Carbon Sciences: What if We Could Turn CO2 Into Gasoline?

RP Siegel | Wednesday February 23rd, 2011 | 7 Comments

Years ago, when I knew a lot less than I do now about sustainability, I found myself thinking that if only there was a way to turn CO2 into something useful, that could be a great money maker that would also go a long way to mitigating our climate change problem.

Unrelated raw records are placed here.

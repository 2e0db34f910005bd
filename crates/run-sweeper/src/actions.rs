//! GitHub Actions runner integration.
//!
//! Outputs go to the file named by `GITHUB_OUTPUT` using the multiline
//! heredoc form; older runners without that file get the `::set-output`
//! workflow command on stdout.

use std::fs::OpenOptions;
use std::io::{self, Write};

use uuid::Uuid;

pub const ENV_GITHUB_ACTIONS: &str = "GITHUB_ACTIONS";
pub const ENV_GITHUB_OUTPUT: &str = "GITHUB_OUTPUT";
pub const ENV_GITHUB_REPOSITORY: &str = "GITHUB_REPOSITORY";
pub const ENV_RUNNER_DEBUG: &str = "RUNNER_DEBUG";

/// Running inside a GitHub Actions job.
pub fn in_actions() -> bool {
    std::env::var(ENV_GITHUB_ACTIONS).is_ok_and(|v| v == "true")
}

/// Step debug logging enabled on the runner.
pub fn is_debug() -> bool {
    std::env::var(ENV_RUNNER_DEBUG).is_ok_and(|v| v == "1")
}

/// Publish a step output.
pub fn set_output(name: &str, value: &str) -> io::Result<()> {
    match std::env::var(ENV_GITHUB_OUTPUT) {
        Ok(path) if !path.is_empty() => {
            let entry = format_output_entry(name, value, &Uuid::new_v4().to_string());
            let mut file = OpenOptions::new().append(true).create(true).open(path)?;
            file.write_all(entry.as_bytes())
        }
        _ => {
            let mut stdout = io::stdout().lock();
            writeln!(stdout)?;
            writeln!(stdout, "::set-output name={name}::{}", escape_data(value))
        }
    }
}

/// Report the step as failed. The caller still has to exit non-zero.
pub fn set_failed(message: &str) {
    println!("::error::{}", escape_data(message));
}

/// `name<<delimiter` heredoc entry for the output file.
pub fn format_output_entry(name: &str, value: &str, id: &str) -> String {
    let delimiter = format!("ghadelimiter_{id}");
    format!("{name}<<{delimiter}\n{value}\n{delimiter}\n")
}

/// Escape a workflow command payload.
pub fn escape_data(value: &str) -> String {
    value
        .replace('%', "%25")
        .replace('\r', "%0D")
        .replace('\n', "%0A")
}
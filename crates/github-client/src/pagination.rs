//! `Link` header pagination.

use reqwest::header::{HeaderMap, LINK};
use serde::de::DeserializeOwned;

use crate::models::{CheckSuitesPage, WorkflowRunsPage};

/// Page size requested on every list call (GitHub's maximum).
pub const PER_PAGE: u32 = 100;

/// Extract the `rel="next"` URL from a `Link` header, if any.
#[must_use]
pub fn next_page_url(headers: &HeaderMap) -> Option<String> {
    let link = headers.get(LINK)?.to_str().ok()?;

    link.split(',').find_map(|part| {
        let mut segments = part.split(';');
        let target = segments.next()?.trim();
        let is_next = segments.any(|param| {
            let param = param.trim();
            param == r#"rel="next""# || param == "rel=next"
        });
        if !is_next {
            return None;
        }
        target
            .strip_prefix('<')
            .and_then(|t| t.strip_suffix('>'))
            .map(str::to_string)
    })
}

/// A deserialized page of a list endpoint.
///
/// Most endpoints return a bare JSON array; a few wrap it in an object next to
/// a count. Both shapes flatten to their items.
pub trait Page: DeserializeOwned {
    /// Item type carried by the page.
    type Item;

    /// Consume the page and return its items.
    fn into_items(self) -> Vec<Self::Item>;
}

impl<T: DeserializeOwned> Page for Vec<T> {
    type Item = T;

    fn into_items(self) -> Vec<T> {
        self
    }
}

impl Page for CheckSuitesPage {
    type Item = crate::models::CheckSuiteRecord;

    fn into_items(self) -> Vec<Self::Item> {
        self.check_suites
    }
}

impl Page for WorkflowRunsPage {
    type Item = crate::models::WorkflowRunRecord;

    fn into_items(self) -> Vec<Self::Item> {
        self.workflow_runs
    }
}

#[cfg(test)]
mod tests {
    use super::*;
    use reqwest::header::HeaderValue;

    fn with_link(value: &str) -> HeaderMap {
        let mut headers = HeaderMap::new();
        headers.insert(LINK, HeaderValue::from_str(value).unwrap());
        headers
    }

    #[test]
    fn test_next_link_found_among_others() {
        let headers = with_link(
            r#"<https://api.github.com/repositories/1/pulls?page=2>; rel="next", <https://api.github.com/repositories/1/pulls?page=5>; rel="last""#,
        );
        assert_eq!(
            next_page_url(&headers).as_deref(),
            Some("https://api.github.com/repositories/1/pulls?page=2")
        );
    }

    #[test]
    fn test_last_page_has_no_next() {
        let headers = with_link(
            r#"<https://api.github.com/x?page=1>; rel="first", <https://api.github.com/x?page=4>; rel="prev""#,
        );
        assert_eq!(next_page_url(&headers), None);
        assert_eq!(next_page_url(&HeaderMap::new()), None);
    }

    #[test]
    fn test_wrapped_pages_flatten() {
        let page: WorkflowRunsPage = serde_json::from_str(
            r#"{"total_count":2,"workflow_runs":[{"id":1,"conclusion":null},{"id":2,"conclusion":"success"}]}"#,
        )
        .unwrap();
        let items = page.into_items();
        assert_eq!(items.len(), 2);
        assert_eq!(items[1].conclusion.as_deref(), Some("success"));
    }
}
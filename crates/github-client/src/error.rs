//! Error types for the GitHub client.

use thiserror::Error;

use crate::rate_limit::RateLimitKind;

/// Errors returned by [`crate::GitHubClient`] operations.
#[derive(Debug, Error)]
pub enum ApiError {
    /// HTTP request failed before a response was received.
    #[error("HTTP request failed: {0}")]
    Http(#[from] reqwest::Error),

    /// GitHub answered with a non-success status.
    #[error("GitHub API error: {status} - {message}")]
    Api { status: u16, message: String },

    /// A rate-limit signal that the throttle policy declined to retry.
    #[error("{kind} rate limit hit for {method} {url} (retry after {retry_after_secs}s)")]
    RateLimited {
        kind: RateLimitKind,
        method: String,
        url: String,
        retry_after_secs: u64,
    },

    /// Credentials could not be turned into an authorization header.
    #[error("Authentication failed: {0}")]
    Auth(String),

    /// Client configuration is unusable.
    #[error("Invalid client configuration: {0}")]
    Config(String),

    /// Response body did not match the expected shape.
    #[error("Serialization error: {0}")]
    Serialization(#[from] serde_json::Error),
}

impl ApiError {
    /// HTTP status of the failed response, when there was one.
    #[must_use]
    pub fn status(&self) -> Option<u16> {
        match self {
            Self::Api { status, .. } => Some(*status),
            Self::Http(e) => e.status().map(|s| s.as_u16()),
            _ => None,
        }
    }
}

/// Result alias for client operations.
pub type ApiResult<T> = Result<T, ApiError>;
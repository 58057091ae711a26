#![allow(dead_code)]

pub mod mock_upstream;

use chrono::{DateTime, Duration, TimeZone, Utc};
use tierwatch_core::config::{Settings, TierwatchConfig};
use tierwatch_core::model::{ItemKey, ItemSnapshot, MediaType};
use tierwatch_core::pacing::PresetName;

/// 2026-06-01 00:00 UTC; tests pin the budget day to UTC.
pub fn t0() -> DateTime<Utc> {
    Utc.with_ymd_and_hms(2026, 6, 1, 0, 0, 0).unwrap()
}

/// Deterministic settings: fast pacing, no shuffling, no group dedup, UTC day.
pub fn base_config() -> TierwatchConfig {
    TierwatchConfig {
        daily_api_limit: 2000,
        searches_per_cycle: Some(10),
        cycle_interval_minutes: Some(30),
        randomize_selection: false,
        prefer_group_search: false,
        pacing: PresetName::Fast,
        utc_offset_minutes: Some(0),
        ..TierwatchConfig::default()
    }
}

pub fn settings(cfg: &TierwatchConfig) -> Settings {
    Settings::from_config(cfg).unwrap()
}

/// Episode released `age_days` before `t0()`.
pub fn episode(id: i64, age_days: i64, group: Option<i64>) -> ItemSnapshot {
    ItemSnapshot {
        external_id: id,
        media_type: MediaType::Episode,
        title: format!("Show - E{id:02}"),
        released_at: Some(t0() - Duration::days(age_days)),
        group_id: group,
    }
}

pub fn episode_key(instance: &str, id: i64) -> ItemKey {
    ItemKey::new(instance, MediaType::Episode, id)
}
pub mod config;
pub mod control;
pub mod logging;

// Policy: tiers, pacing, cooldowns, budget, selection
pub mod budget;
pub mod cooldown;
pub mod model;
pub mod pacing;
pub mod selector;
pub mod tier;

// Escalation and queue health
pub mod escalation;
pub mod queue_monitor;

// Collaborators, persistence and the engine that ties them together
pub mod engine;
pub mod error;
pub mod history;
pub mod runner;
pub mod store;
pub mod upstream;
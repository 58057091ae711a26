//! Intervention rows.

use anyhow::{Context, Result};
use sqlx::Row;

use super::db::{from_ts, opt_from_ts, to_ts, StateStore};
use crate::escalation::{Category, DecisionState, Intervention, Subject};
use crate::tier::Tier;

impl StateStore {
    pub async fn upsert_intervention(&self, iv: &Intervention) -> Result<()> {
        sqlx::query(
            r#"
            INSERT OR REPLACE INTO interventions (
                id, category, subject_json, title, created_at, tier,
                attempt_count, since, detail, decision, decided_at
            ) VALUES (?1, ?2, ?3, ?4, ?5, ?6, ?7, ?8, ?9, ?10, ?11)
            "#,
        )
        .bind(&iv.id)
        .bind(iv.category.as_str())
        .bind(serde_json::to_string(&iv.subject)?)
        .bind(&iv.title)
        .bind(to_ts(iv.created_at))
        .bind(iv.tier.map(|t| t.as_str()))
        .bind(i64::from(iv.attempt_count))
        .bind(iv.since.map(to_ts))
        .bind(&iv.detail)
        .bind(iv.decision.as_str())
        .bind(iv.decided_at.map(to_ts))
        .execute(&self.pool)
        .await?;
        Ok(())
    }

    pub async fn delete_interventions(&self, ids: &[String]) -> Result<()> {
        let mut tx = self.pool.begin().await?;
        for id in ids {
            sqlx::query(r#"DELETE FROM interventions WHERE id = ?1"#)
                .bind(id)
                .execute(&mut *tx)
                .await?;
        }
        tx.commit().await?;
        Ok(())
    }

    pub async fn load_interventions(&self) -> Result<Vec<Intervention>> {
        let rows = sqlx::query(
            r#"
            SELECT id, category, subject_json, title, created_at, tier,
                   attempt_count, since, detail, decision, decided_at
            FROM interventions
            ORDER BY created_at, id
            "#,
        )
        .fetch_all(&self.pool)
        .await?;

        let mut out = Vec::with_capacity(rows.len());
        for row in rows {
            let id: String = row.get("id");
            let category: String = row.get("category");
            let Some(category) = Category::parse(&category) else {
                tracing::warn!("skipping intervention {} with unknown category", id);
                continue;
            };
            let subject_json: String = row.get("subject_json");
            let subject: Subject = serde_json::from_str(&subject_json)
                .with_context(|| format!("decode subject of intervention {}", id))?;
            let tier: Option<String> = row.get("tier");
            let decision: String = row.get("decision");
            let attempt_count: i64 = row.get("attempt_count");
            out.push(Intervention {
                id,
                category,
                subject,
                title: row.get("title"),
                created_at: from_ts(row.get("created_at")),
                tier: tier.as_deref().and_then(Tier::parse),
                attempt_count: attempt_count.max(0) as u32,
                since: opt_from_ts(row.get("since")),
                detail: row.get("detail"),
                decision: DecisionState::from_str(&decision),
                decided_at: opt_from_ts(row.get("decided_at")),
            });
        }
        Ok(out)
    }
}
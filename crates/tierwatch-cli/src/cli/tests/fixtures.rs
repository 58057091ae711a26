//! Tests for the file-backed fixture upstream.

use chrono::{TimeZone, Utc};
use tempfile::tempdir;
use tierwatch_core::config::{InstanceConfig, Settings};
use tierwatch_core::model::{Item, ItemSnapshot, MediaType, SearchKind};
use tierwatch_core::queue_monitor::{IssueKey, IssueKind, IssueState, QueueEntry, QueueIssue};
use tierwatch_core::upstream::{Upstream, UpstreamError};

use crate::cli::fixtures::{load_upstreams, FixtureUpstream};

fn snapshot(id: i64) -> ItemSnapshot {
    ItemSnapshot {
        external_id: id,
        media_type: MediaType::Episode,
        title: format!("Show - E{id}"),
        released_at: None,
        group_id: Some(3),
    }
}

fn entry(id: &str) -> QueueEntry {
    QueueEntry {
        download_id: id.to_string(),
        title: format!("Release {id}"),
        item: None,
        issues: vec![IssueKind::SampleOnly],
        messages: Vec::new(),
    }
}

#[tokio::test]
async fn reads_snapshots_and_treats_missing_files_as_empty() {
    let dir = tempdir().unwrap();
    let inst = dir.path().join("tv");
    std::fs::create_dir_all(&inst).unwrap();
    std::fs::write(
        inst.join("missing.json"),
        serde_json::to_string(&vec![snapshot(1), snapshot(2)]).unwrap(),
    )
    .unwrap();

    let up = FixtureUpstream::new("tv", dir.path());
    assert_eq!(up.instance(), "tv");
    assert_eq!(up.fetch_missing().await.unwrap().len(), 2);
    assert!(up.fetch_cutoff_unmet().await.unwrap().is_empty());
    assert!(up.fetch_queue().await.unwrap().is_empty());
}

#[tokio::test]
async fn malformed_fixture_is_a_transport_error() {
    let dir = tempdir().unwrap();
    let inst = dir.path().join("tv");
    std::fs::create_dir_all(&inst).unwrap();
    std::fs::write(inst.join("missing.json"), "{not json").unwrap();

    let up = FixtureUpstream::new("tv", dir.path());
    assert!(matches!(
        up.fetch_missing().await,
        Err(UpstreamError::Transport(_))
    ));
}

#[tokio::test]
async fn actions_are_appended_and_removals_edit_the_queue() {
    let dir = tempdir().unwrap();
    let inst = dir.path().join("tv");
    std::fs::create_dir_all(&inst).unwrap();
    std::fs::write(
        inst.join("queue.json"),
        serde_json::to_string(&vec![entry("a"), entry("b")]).unwrap(),
    )
    .unwrap();
    let up = FixtureUpstream::new("tv", dir.path());

    let now = Utc.with_ymd_and_hms(2026, 6, 1, 0, 0, 0).unwrap();
    let item = Item::from_snapshot("tv", &snapshot(1), SearchKind::Missing, now);
    up.trigger_search(&item, SearchKind::Missing).await.unwrap();

    let issue = QueueIssue {
        key: IssueKey::new("tv", "a"),
        title: "Release a".into(),
        item: None,
        kind: IssueKind::SampleOnly,
        messages: Vec::new(),
        first_seen: now,
        detected_at: now,
        deadline: Some(now),
        state: IssueState::AutoResolving,
        resolving: true,
    };
    up.remove_and_blocklist(&issue).await.unwrap();

    let queue = up.fetch_queue().await.unwrap();
    assert_eq!(queue.len(), 1);
    assert_eq!(queue[0].download_id, "b");

    // Already gone: the download client would report not found.
    assert!(matches!(
        up.remove_and_blocklist(&issue).await,
        Err(UpstreamError::NotFound(_))
    ));

    let actions = std::fs::read_to_string(inst.join("actions.jsonl")).unwrap();
    let lines: Vec<serde_json::Value> = actions
        .lines()
        .map(|l| serde_json::from_str(l).unwrap())
        .collect();
    assert_eq!(lines.len(), 2);
    assert_eq!(lines[0]["action"], "search");
    assert_eq!(lines[0]["kind"], "missing");
    assert_eq!(lines[0]["group_id"], 3);
    assert_eq!(lines[1]["action"], "remove");
    assert_eq!(lines[1]["download_id"], "a");
}

#[tokio::test]
async fn upstreams_come_from_config_or_fixture_dirs() {
    let dir = tempdir().unwrap();
    std::fs::create_dir_all(dir.path().join("movies")).unwrap();
    std::fs::create_dir_all(dir.path().join("anime")).unwrap();

    let settings = Settings::default();
    let ups = load_upstreams(dir.path(), &settings).await.unwrap();
    let names: Vec<&str> = ups.iter().map(|u| u.instance()).collect();
    assert_eq!(names, vec!["anime", "movies"]);

    let mut settings = Settings::default();
    settings.instances = vec![InstanceConfig {
        name: "tv".into(),
        media_type: MediaType::Episode,
        enabled: true,
    }];
    let ups = load_upstreams(dir.path(), &settings).await.unwrap();
    assert_eq!(ups.len(), 1);
    assert_eq!(ups[0].instance(), "tv");

    let empty = tempdir().unwrap();
    assert!(load_upstreams(empty.path(), &Settings::default())
        .await
        .is_err());
}
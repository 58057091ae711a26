//! Item and per-item escalation rows.

use anyhow::{Context, Result};
use sqlx::Row;

use super::db::{from_ts, opt_from_ts, to_ts, StateStore};
use crate::escalation::ItemEscalation;
use crate::model::{Item, ItemKey, MediaType, SearchKind};

impl StateStore {
    /// Insert or replace one item row.
    pub async fn upsert_item(&self, item: &Item) -> Result<()> {
        sqlx::query(
            r#"
            INSERT INTO items (
                instance, media_type, external_id, title, released_at, group_id,
                search_kind, first_seen_at, last_searched_at, attempt_count, streak_started_at
            ) VALUES (?1, ?2, ?3, ?4, ?5, ?6, ?7, ?8, ?9, ?10, ?11)
            ON CONFLICT (instance, media_type, external_id) DO UPDATE SET
                title = excluded.title,
                released_at = excluded.released_at,
                group_id = excluded.group_id,
                search_kind = excluded.search_kind,
                last_searched_at = excluded.last_searched_at,
                attempt_count = excluded.attempt_count,
                streak_started_at = excluded.streak_started_at
            "#,
        )
        .bind(&item.key.instance)
        .bind(item.key.media_type.as_str())
        .bind(item.key.external_id)
        .bind(&item.title)
        .bind(item.released_at.map(to_ts))
        .bind(item.group_id)
        .bind(item.search_kind.as_str())
        .bind(to_ts(item.first_seen_at))
        .bind(item.last_searched_at.map(to_ts))
        .bind(i64::from(item.attempt_count))
        .bind(item.streak_started_at.map(to_ts))
        .execute(&self.pool)
        .await?;
        Ok(())
    }

    /// Remove an item and its escalation row.
    pub async fn delete_item(&self, key: &ItemKey) -> Result<()> {
        let mut tx = self.pool.begin().await?;
        sqlx::query(
            r#"DELETE FROM items WHERE instance = ?1 AND media_type = ?2 AND external_id = ?3"#,
        )
        .bind(&key.instance)
        .bind(key.media_type.as_str())
        .bind(key.external_id)
        .execute(&mut *tx)
        .await?;
        sqlx::query(r#"DELETE FROM escalations WHERE item_key = ?1"#)
            .bind(key.to_string())
            .execute(&mut *tx)
            .await?;
        tx.commit().await?;
        Ok(())
    }

    /// All tracked items.
    pub async fn load_items(&self) -> Result<Vec<Item>> {
        let rows = sqlx::query(
            r#"
            SELECT instance, media_type, external_id, title, released_at, group_id,
                   search_kind, first_seen_at, last_searched_at, attempt_count, streak_started_at
            FROM items
            ORDER BY instance, media_type, external_id
            "#,
        )
        .fetch_all(&self.pool)
        .await?;

        let mut out = Vec::with_capacity(rows.len());
        for row in rows {
            let media: String = row.get("media_type");
            let kind: String = row.get("search_kind");
            let Some(media_type) = MediaType::parse(&media) else {
                tracing::warn!("skipping item row with unknown media type {:?}", media);
                continue;
            };
            let attempt_count: i64 = row.get("attempt_count");
            out.push(Item {
                key: ItemKey::new(
                    row.get::<String, _>("instance"),
                    media_type,
                    row.get("external_id"),
                ),
                title: row.get("title"),
                released_at: opt_from_ts(row.get("released_at")),
                group_id: row.get("group_id"),
                search_kind: SearchKind::parse(&kind).unwrap_or(SearchKind::Missing),
                first_seen_at: from_ts(row.get("first_seen_at")),
                last_searched_at: opt_from_ts(row.get("last_searched_at")),
                attempt_count: attempt_count.clamp(0, i64::from(u32::MAX)) as u32,
                streak_started_at: opt_from_ts(row.get("streak_started_at")),
                found_at: None,
                in_flight: false,
            });
        }
        Ok(out)
    }

    pub async fn save_escalation(&self, key: &ItemKey, esc: &ItemEscalation) -> Result<()> {
        sqlx::query(
            r#"
            INSERT INTO escalations (item_key, escalation_json) VALUES (?1, ?2)
            ON CONFLICT (item_key) DO UPDATE SET escalation_json = excluded.escalation_json
            "#,
        )
        .bind(key.to_string())
        .bind(serde_json::to_string(esc)?)
        .execute(&self.pool)
        .await?;
        Ok(())
    }

    pub async fn load_escalations(&self) -> Result<Vec<(ItemKey, ItemEscalation)>> {
        let rows = sqlx::query(r#"SELECT item_key, escalation_json FROM escalations"#)
            .fetch_all(&self.pool)
            .await?;
        let mut out = Vec::with_capacity(rows.len());
        for row in rows {
            let key: String = row.get("item_key");
            let json: String = row.get("escalation_json");
            let key: ItemKey = key.parse()?;
            let esc: ItemEscalation = serde_json::from_str(&json)
                .with_context(|| format!("decode escalation for {}", key))?;
            out.push((key, esc));
        }
        Ok(out)
    }
}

No doubt that’s what the folks at Carbon Sciences were thinking when they decided to pursue development of a liquid fuel that could be produced from a mixture of carbon dioxide and natural gas. They have now succeeded calling the resulting fuel CO2-GTL (CO2 gas to liquid) gasoline. This is not an entirely new idea. A process for converting CO2 and natural gas into liquid fuel had already existed before. In fact, it was derived from the coal to liquid Fischer-Tropsch process that the Germans used during WWII. But the process was energy intensive, expensive and dirty.


What the folks at Carbon Sciences have done is by incorporating a novel catalyst developed at the University of Saskatchewan and using a membrane reactor, they are able to eliminate a number of steps from the process which can now operate at a lower energy level while releasing little or no CO2 to the atmosphere and with minimal coking, a major problem in earlier efforts. The resulting high octane gasoline will contain no NOx, SOx or heavy metals, nor will it need any toxic MTBE-type additives. This is some impressive science that will no doubt prove beneficial as we work our way through the energy maze that lies ahead.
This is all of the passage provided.